Exercise
Output all entries below exactly as they are given.

(Data entries)
☆ ☆ ☆ ☆
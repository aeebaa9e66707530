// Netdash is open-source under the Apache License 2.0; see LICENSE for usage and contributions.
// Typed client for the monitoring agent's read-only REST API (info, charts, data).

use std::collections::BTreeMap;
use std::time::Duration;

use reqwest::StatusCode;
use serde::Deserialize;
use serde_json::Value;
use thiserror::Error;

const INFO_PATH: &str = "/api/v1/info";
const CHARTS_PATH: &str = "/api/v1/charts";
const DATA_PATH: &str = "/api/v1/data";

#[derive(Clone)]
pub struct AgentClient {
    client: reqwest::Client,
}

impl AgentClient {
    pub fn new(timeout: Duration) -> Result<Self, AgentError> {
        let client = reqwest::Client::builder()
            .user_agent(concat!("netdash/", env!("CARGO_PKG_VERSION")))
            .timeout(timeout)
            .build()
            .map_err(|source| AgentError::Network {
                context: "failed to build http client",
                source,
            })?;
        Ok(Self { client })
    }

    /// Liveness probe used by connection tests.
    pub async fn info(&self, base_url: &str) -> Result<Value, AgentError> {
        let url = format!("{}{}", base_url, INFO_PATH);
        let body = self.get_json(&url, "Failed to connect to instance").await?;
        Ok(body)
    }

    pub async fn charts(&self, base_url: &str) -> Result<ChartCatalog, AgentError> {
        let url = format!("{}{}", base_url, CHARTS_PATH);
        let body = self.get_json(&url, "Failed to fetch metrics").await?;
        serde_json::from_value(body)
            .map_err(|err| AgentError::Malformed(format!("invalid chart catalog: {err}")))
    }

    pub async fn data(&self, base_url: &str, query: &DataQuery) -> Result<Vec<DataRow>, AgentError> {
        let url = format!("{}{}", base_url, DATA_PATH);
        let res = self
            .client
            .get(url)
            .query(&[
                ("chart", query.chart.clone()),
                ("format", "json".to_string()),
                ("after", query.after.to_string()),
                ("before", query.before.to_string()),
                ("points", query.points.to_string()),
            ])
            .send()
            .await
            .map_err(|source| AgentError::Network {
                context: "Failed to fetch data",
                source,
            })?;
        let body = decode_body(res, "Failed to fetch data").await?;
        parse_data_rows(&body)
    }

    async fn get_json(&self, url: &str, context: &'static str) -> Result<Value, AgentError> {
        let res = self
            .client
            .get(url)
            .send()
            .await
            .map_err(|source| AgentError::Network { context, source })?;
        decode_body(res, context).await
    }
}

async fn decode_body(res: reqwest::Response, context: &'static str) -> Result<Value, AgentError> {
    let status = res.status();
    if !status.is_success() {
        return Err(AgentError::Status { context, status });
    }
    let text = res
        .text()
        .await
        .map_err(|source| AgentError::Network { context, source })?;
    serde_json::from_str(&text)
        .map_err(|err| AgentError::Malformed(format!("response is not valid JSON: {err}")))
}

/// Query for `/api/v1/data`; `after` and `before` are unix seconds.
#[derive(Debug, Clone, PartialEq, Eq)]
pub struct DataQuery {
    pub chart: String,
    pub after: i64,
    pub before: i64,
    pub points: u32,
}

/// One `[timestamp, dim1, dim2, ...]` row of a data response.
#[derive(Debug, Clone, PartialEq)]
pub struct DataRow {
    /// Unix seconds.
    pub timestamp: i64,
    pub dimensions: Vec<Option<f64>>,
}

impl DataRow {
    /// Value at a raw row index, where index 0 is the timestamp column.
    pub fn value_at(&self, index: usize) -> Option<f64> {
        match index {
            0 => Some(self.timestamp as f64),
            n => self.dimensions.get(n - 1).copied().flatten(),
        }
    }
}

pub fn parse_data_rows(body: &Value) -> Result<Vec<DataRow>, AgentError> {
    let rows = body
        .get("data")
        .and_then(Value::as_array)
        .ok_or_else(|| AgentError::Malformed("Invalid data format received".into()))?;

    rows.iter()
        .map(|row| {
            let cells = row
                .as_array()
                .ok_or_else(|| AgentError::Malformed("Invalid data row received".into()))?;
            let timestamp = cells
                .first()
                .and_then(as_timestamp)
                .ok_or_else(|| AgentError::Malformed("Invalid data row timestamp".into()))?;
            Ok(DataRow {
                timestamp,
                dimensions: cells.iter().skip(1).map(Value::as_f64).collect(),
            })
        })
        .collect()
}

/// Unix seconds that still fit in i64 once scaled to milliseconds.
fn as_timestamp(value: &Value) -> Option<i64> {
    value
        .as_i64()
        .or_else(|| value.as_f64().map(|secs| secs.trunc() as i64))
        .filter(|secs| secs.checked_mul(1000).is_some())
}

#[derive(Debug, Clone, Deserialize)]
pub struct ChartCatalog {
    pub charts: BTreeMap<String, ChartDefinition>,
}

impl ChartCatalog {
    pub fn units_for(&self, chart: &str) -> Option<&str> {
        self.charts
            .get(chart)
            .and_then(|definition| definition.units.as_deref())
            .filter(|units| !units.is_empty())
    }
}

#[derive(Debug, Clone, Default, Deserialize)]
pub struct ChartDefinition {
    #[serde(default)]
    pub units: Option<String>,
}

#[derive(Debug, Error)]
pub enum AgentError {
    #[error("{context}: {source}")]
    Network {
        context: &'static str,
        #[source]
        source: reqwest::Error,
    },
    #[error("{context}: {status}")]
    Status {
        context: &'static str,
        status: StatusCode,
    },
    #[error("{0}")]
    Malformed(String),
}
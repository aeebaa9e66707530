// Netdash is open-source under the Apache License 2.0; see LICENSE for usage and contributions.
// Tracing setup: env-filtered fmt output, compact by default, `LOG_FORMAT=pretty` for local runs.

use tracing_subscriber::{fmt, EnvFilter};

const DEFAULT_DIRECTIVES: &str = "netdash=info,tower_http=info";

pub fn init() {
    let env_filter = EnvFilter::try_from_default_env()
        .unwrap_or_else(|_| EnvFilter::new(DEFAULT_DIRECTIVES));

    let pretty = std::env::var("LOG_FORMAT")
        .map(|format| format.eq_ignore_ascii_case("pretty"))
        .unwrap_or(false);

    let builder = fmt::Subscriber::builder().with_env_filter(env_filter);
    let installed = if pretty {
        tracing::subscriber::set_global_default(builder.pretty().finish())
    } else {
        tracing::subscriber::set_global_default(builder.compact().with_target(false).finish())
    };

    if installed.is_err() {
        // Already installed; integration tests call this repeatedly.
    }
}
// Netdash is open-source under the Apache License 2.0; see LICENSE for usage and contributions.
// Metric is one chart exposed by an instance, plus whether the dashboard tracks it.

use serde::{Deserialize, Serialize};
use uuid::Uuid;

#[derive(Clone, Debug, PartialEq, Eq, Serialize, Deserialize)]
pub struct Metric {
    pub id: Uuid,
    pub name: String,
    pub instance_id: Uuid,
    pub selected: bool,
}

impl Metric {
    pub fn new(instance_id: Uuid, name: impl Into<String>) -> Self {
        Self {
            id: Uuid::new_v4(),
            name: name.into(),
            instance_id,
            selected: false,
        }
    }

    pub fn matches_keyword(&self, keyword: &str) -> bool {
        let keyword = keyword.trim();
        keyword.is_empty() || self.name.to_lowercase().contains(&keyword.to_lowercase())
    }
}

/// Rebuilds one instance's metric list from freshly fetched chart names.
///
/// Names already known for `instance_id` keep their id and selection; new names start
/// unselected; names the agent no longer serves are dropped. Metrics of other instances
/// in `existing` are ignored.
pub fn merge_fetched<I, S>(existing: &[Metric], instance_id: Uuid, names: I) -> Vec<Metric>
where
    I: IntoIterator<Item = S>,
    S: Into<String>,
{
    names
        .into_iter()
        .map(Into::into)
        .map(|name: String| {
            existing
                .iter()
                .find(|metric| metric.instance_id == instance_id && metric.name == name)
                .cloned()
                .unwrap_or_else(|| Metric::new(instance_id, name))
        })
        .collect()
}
☆ ☆ ☆ ☆
Output below
repository aeebaa9e66707530
// Netdash is open-source under the Apache License 2.0; see LICENSE for usage and contributions.
// Typed client for the monitoring agent's read-only REST API (info, charts, data).

use std::collections::BTreeMap;
use std::time::Duration;

use reqwest::StatusCode;
use serde::Deserialize;
use serde_json::Value;
use thiserror::Error;

const INFO_PATH: &str = "/api/v1/info";
const CHARTS_PATH: &str = "/api/v1/charts";
const DATA_PATH: &str = "/api/v1/data";

#[derive(Clone)]
pub struct AgentClient {
    client: reqwest::Client,
}

impl AgentClient {
    pub fn new(timeout: Duration) -> Result<Self, AgentError> {
        let client = reqwest::Client::builder()
            .user_agent(concat!("netdash/", env!("CARGO_PKG_VERSION")))
            .timeout(timeout)
            .build()
            .map_err(|source| AgentError::Network {
                context: "failed to build http client",
                source,
            })?;
        Ok(Self { client })
    }

    /// Liveness probe used by connection tests.
    pub async fn info(&self, base_url: &str) -> Result<Value, AgentError> {
        let url = format!("{}{}", base_url, INFO_PATH);
        let body = self.get_json(&url, "Failed to connect to instance").await?;
        Ok(body)
    }

    pub async fn charts(&self, base_url: &str) -> Result<ChartCatalog, AgentError> {
        let url = format!("{}{}", base_url, CHARTS_PATH);
        let body = self.get_json(&url, "Failed to fetch metrics").await?;
        serde_json::from_value(body)
            .map_err(|err| AgentError::Malformed(format!("invalid chart catalog: {err}")))
    }

    pub async fn data(&self, base_url: &str, query: &DataQuery) -> Result<Vec<DataRow>, AgentError> {
        let url = format!("{}{}", base_url, DATA_PATH);
        let res = self
            .client
            .get(url)
            .query(&[
                ("chart", query.chart.clone()),
                ("format", "json".to_string()),
                ("after", query.after.to_string()),
                ("before", query.before.to_string()),
                ("points", query.points.to_string()),
            ])
            .send()
            .await
            .map_err(|source| AgentError::Network {
                context: "Failed to fetch data",
                source,
            })?;
        let body = decode_body(res, "Failed to fetch data").await?;
        parse_data_rows(&body)
    }

    async fn get_json(&self, url: &str, context: &'static str) -> Result<Value, AgentError> {
        let res = self
            .client
            .get(url)
            .send()
            .await
            .map_err(|source| AgentError::Network { context, source })?;
        decode_body(res, context).await
    }
}

async fn decode_body(res: reqwest::Response, context: &'static str) -> Result<Value, AgentError> {
    let status = res.status();
    if !status.is_success() {
        return Err(AgentError::Status { context, status });
    }
    let text = res
        .text()
        .await
        .map_err(|source| AgentError::Network { context, source })?;
    serde_json::from_str(&text)
        .map_err(|err| AgentError::Malformed(format!("response is not valid JSON: {err}")))
}

/// Query for `/api/v1/data`; `after` and `before` are unix seconds.
#[derive(Debug, Clone, PartialEq, Eq)]
pub struct DataQuery {
    pub chart: String,
    pub after: i64,
    pub before: i64,
    pub points: u32,
}

/// One `[timestamp, dim1, dim2, ...]` row of a data response.
#[derive(Debug, Clone, PartialEq)]
pub struct DataRow {
    /// Unix seconds.
    pub timestamp: i64,
    pub dimensions: Vec<Option<f64>>,
}

impl DataRow {
    /// Value at a raw row index, where index 0 is the timestamp column.
    pub fn value_at(&self, index: usize) -> Option<f64> {
        match index {
            0 => Some(self.timestamp as f64),
            n => self.dimensions.get(n - 1).copied().flatten(),
        }
    }
}

pub fn parse_data_rows(body: &Value) -> Result<Vec<DataRow>, AgentError> {
    let rows = body
        .get("data")
        .and_then(Value::as_array)
        .ok_or_else(|| AgentError::Malformed("Invalid data format received".into()))?;

    rows.iter()
        .map(|row| {
            let cells = row
                .as_array()
                .ok_or_else(|| AgentError::Malformed("Invalid data row received".into()))?;
            let timestamp = cells
                .first()
                .and_then(as_timestamp)
                .ok_or_else(|| AgentError::Malformed("Invalid data row timestamp".into()))?;
            Ok(DataRow {
                timestamp,
                dimensions: cells.iter().skip(1).map(Value::as_f64).collect(),
            })
        })
        .collect()
}

/// Unix seconds that still fit in i64 once scaled to milliseconds.
fn as_timestamp(value: &Value) -> Option<i64> {
    value
        .as_i64()
        .or_else(|| value.as_f64().map(|secs| secs.trunc() as i64))
        .filter(|secs| secs.checked_mul(1000).is_some())
}

#[derive(Debug, Clone, Deserialize)]
pub struct ChartCatalog {
    pub charts: BTreeMap<String, ChartDefinition>,
}

impl ChartCatalog {
    pub fn units_for(&self, chart: &str) -> Option<&str> {
        self.charts
            .get(chart)
            .and_then(|definition| definition.units.as_deref())
            .filter(|units| !units.is_empty())
    }
}

#[derive(Debug, Clone, Default, Deserialize)]
pub struct ChartDefinition {
    #[serde(default)]
    pub units: Option<String>,
}

#[derive(Debug, Error)]
pub enum AgentError {
    #[error("{context}: {source}")]
    Network {
        context: &'static str,
        #[source]
        source: reqwest::Error,
    },
    #[error("{context}: {status}")]
    Status {
        context: &'static str,
        status: StatusCode,
    },
    #[error("{0}")]
    Malformed(String),
}
repository aeebaa9e66707530
// Netdash is open-source under the Apache License 2.0; see LICENSE for usage and contributions.
// Tracing setup: env-filtered fmt output, compact by default, `LOG_FORMAT=pretty` for local runs.

use tracing_subscriber::{fmt, EnvFilter};

const DEFAULT_DIRECTIVES: &str = "netdash=info,tower_http=info";

pub fn init() {
    let env_filter = EnvFilter::try_from_default_env()
        .unwrap_or_else(|_| EnvFilter::new(DEFAULT_DIRECTIVES));

    let pretty = std::env::var("LOG_FORMAT")
        .map(|format| format.eq_ignore_ascii_case("pretty"))
        .unwrap_or(false);

    let builder = fmt::Subscriber::builder().with_env_filter(env_filter);
    let installed = if pretty {
        tracing::subscriber::set_global_default(builder.pretty().finish())
    } else {
        tracing::subscriber::set_global_default(builder.compact().with_target(false).finish())
    };

    if installed.is_err() {
        // Already installed; integration tests call this repeatedly.
    }
}
// Netdash is open-source under the Apache License 2.0; see LICENSE for usage and contributions.
// Metric is one chart exposed by an instance, plus whether the dashboard tracks it.

use serde::{Deserialize, Serialize};
use uuid::Uuid;

#[derive(Clone, Debug, PartialEq, Eq, Serialize, Deserialize)]
pub struct Metric {
    pub id: Uuid,
    pub name: String,
    pub instance_id: Uuid,
    pub selected: bool,
}

impl Metric {
    pub fn new(instance_id: Uuid, name: impl Into<String>) -> Self {
        Self {
            id: Uuid::new_v4(),
            name: name.into(),
            instance_id,
            selected: false,
        }
    }

    pub fn matches_keyword(&self, keyword: &str) -> bool {
        let keyword = keyword.trim();
        keyword.is_empty() || self.name.to_lowercase().contains(&keyword.to_lowercase())
    }
}

/// Rebuilds one instance's metric list from freshly fetched chart names.
///
/// Names already known for `instance_id` keep their id and selection; new names start
/// unselected; names the agent no longer serves are dropped. Metrics of other instances
/// in `existing` are ignored.
pub fn merge_fetched<I, S>(existing: &[Metric], instance_id: Uuid, names: I) -> Vec<Metric>
where
    I: IntoIterator<Item = S>,
    S: Into<String>,
{
    names
        .into_iter()
        .map(Into::into)
        .map(|name: String| {
            existing
                .iter()
                .find(|metric| metric.instance_id == instance_id && metric.name == name)
                .cloned()
                .unwrap_or_else(|| Metric::new(instance_id, name))
        })
        .collect()
}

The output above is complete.